━━ Input ━━

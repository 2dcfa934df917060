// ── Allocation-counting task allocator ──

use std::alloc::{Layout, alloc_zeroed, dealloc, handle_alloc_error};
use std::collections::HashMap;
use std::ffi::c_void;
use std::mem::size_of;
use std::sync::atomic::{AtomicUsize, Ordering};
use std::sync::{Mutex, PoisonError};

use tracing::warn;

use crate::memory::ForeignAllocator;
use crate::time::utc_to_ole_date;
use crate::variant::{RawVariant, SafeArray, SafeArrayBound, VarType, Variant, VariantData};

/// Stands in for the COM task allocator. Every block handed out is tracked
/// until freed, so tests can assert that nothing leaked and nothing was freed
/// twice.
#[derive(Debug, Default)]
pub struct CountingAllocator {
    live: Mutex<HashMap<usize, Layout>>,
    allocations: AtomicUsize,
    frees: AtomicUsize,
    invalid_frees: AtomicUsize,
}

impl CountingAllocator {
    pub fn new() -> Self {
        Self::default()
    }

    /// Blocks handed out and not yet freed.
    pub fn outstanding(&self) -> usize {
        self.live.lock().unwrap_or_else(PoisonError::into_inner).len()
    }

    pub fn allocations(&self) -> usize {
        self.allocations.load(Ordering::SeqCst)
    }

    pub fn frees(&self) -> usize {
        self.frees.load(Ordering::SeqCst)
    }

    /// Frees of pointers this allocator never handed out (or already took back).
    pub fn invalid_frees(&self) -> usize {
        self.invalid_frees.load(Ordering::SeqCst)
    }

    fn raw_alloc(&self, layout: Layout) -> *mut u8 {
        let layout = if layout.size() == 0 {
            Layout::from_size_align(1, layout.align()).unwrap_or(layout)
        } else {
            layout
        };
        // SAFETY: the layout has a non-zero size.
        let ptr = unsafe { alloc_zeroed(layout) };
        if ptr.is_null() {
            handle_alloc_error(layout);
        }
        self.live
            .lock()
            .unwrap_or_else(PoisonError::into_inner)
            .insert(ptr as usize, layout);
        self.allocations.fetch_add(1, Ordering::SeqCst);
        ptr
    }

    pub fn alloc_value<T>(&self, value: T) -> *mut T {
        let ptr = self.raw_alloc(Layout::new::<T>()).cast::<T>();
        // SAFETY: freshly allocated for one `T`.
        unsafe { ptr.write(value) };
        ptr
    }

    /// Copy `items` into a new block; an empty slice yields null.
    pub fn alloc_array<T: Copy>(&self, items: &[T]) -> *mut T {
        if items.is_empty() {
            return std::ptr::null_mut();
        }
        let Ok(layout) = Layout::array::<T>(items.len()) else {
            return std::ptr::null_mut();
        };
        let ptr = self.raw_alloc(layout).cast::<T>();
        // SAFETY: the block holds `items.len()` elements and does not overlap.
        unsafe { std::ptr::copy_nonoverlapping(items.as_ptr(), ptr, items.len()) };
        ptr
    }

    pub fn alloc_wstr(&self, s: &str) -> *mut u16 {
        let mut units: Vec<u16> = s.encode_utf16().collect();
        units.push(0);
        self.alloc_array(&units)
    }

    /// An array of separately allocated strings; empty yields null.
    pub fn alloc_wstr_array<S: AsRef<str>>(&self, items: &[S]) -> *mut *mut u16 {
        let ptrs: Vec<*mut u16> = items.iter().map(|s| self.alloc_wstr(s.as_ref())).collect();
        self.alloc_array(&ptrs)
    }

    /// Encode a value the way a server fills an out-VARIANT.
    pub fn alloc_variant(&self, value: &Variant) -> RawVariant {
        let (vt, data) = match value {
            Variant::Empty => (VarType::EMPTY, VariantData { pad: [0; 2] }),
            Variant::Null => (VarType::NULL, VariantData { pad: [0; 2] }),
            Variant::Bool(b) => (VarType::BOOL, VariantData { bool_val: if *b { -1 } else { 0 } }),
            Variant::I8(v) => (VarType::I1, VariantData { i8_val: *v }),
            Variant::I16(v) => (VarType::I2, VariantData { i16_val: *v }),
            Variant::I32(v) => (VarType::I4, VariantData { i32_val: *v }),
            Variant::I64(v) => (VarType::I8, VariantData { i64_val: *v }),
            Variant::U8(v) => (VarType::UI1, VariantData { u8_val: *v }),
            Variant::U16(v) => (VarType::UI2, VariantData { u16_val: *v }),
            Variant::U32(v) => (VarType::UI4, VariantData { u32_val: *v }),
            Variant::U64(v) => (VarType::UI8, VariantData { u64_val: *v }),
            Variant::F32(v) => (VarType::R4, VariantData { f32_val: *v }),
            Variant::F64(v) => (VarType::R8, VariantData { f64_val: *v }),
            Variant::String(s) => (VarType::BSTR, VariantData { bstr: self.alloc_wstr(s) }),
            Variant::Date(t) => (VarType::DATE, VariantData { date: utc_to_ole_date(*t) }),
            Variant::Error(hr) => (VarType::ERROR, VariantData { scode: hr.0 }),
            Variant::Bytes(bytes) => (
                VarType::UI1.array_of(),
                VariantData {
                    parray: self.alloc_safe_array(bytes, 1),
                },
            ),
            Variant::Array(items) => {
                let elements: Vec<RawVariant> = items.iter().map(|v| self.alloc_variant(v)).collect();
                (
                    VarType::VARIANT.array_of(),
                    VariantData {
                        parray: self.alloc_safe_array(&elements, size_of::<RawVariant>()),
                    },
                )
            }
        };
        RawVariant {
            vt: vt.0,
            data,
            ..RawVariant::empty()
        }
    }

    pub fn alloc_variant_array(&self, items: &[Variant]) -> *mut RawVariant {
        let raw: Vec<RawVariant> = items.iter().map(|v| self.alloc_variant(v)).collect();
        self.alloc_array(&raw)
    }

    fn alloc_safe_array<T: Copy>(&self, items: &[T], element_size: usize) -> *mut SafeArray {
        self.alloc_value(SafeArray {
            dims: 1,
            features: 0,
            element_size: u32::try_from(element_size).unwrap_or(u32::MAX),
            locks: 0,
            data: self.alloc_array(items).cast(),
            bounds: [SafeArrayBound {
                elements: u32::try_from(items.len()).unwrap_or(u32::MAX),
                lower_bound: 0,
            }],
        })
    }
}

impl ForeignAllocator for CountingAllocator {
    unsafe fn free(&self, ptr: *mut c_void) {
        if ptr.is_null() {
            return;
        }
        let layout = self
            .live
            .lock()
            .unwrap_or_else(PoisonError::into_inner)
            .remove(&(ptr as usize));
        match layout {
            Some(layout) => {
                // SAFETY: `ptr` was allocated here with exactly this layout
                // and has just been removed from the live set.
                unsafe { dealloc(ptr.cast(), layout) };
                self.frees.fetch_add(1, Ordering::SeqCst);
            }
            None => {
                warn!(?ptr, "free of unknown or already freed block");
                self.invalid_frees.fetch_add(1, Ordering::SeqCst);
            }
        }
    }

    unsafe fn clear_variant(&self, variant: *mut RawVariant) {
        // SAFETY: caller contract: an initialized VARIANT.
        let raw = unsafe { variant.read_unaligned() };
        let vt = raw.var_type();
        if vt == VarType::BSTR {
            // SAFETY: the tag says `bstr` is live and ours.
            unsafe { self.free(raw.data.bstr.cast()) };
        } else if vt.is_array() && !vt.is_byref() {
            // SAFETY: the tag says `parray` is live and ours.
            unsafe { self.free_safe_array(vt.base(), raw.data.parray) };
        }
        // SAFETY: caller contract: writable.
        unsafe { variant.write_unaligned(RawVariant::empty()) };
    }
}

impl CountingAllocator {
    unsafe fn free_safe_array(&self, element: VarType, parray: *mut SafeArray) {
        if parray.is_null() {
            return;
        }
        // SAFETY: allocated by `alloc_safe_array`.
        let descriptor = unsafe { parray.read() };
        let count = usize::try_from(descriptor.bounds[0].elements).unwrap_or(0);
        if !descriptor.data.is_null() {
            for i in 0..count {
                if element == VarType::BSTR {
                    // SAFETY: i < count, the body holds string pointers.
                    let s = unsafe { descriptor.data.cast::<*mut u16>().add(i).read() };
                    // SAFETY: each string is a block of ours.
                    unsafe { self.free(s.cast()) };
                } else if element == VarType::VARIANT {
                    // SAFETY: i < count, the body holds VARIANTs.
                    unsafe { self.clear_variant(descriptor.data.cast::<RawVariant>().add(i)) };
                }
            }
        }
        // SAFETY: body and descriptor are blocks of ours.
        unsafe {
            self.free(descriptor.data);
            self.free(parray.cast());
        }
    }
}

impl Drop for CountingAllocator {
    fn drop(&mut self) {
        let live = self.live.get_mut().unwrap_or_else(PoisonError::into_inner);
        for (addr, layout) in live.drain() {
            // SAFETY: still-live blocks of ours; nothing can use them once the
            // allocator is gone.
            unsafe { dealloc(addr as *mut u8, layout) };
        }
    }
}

━━━

## Required action
Your response should be made up of the lines in the data that contain the word "AtomicUsize".

## Exercise solution
use std::sync::atomic::{AtomicUsize, Ordering};
    allocations: AtomicUsize,
    frees: AtomicUsize,
    invalid_frees: AtomicUsize,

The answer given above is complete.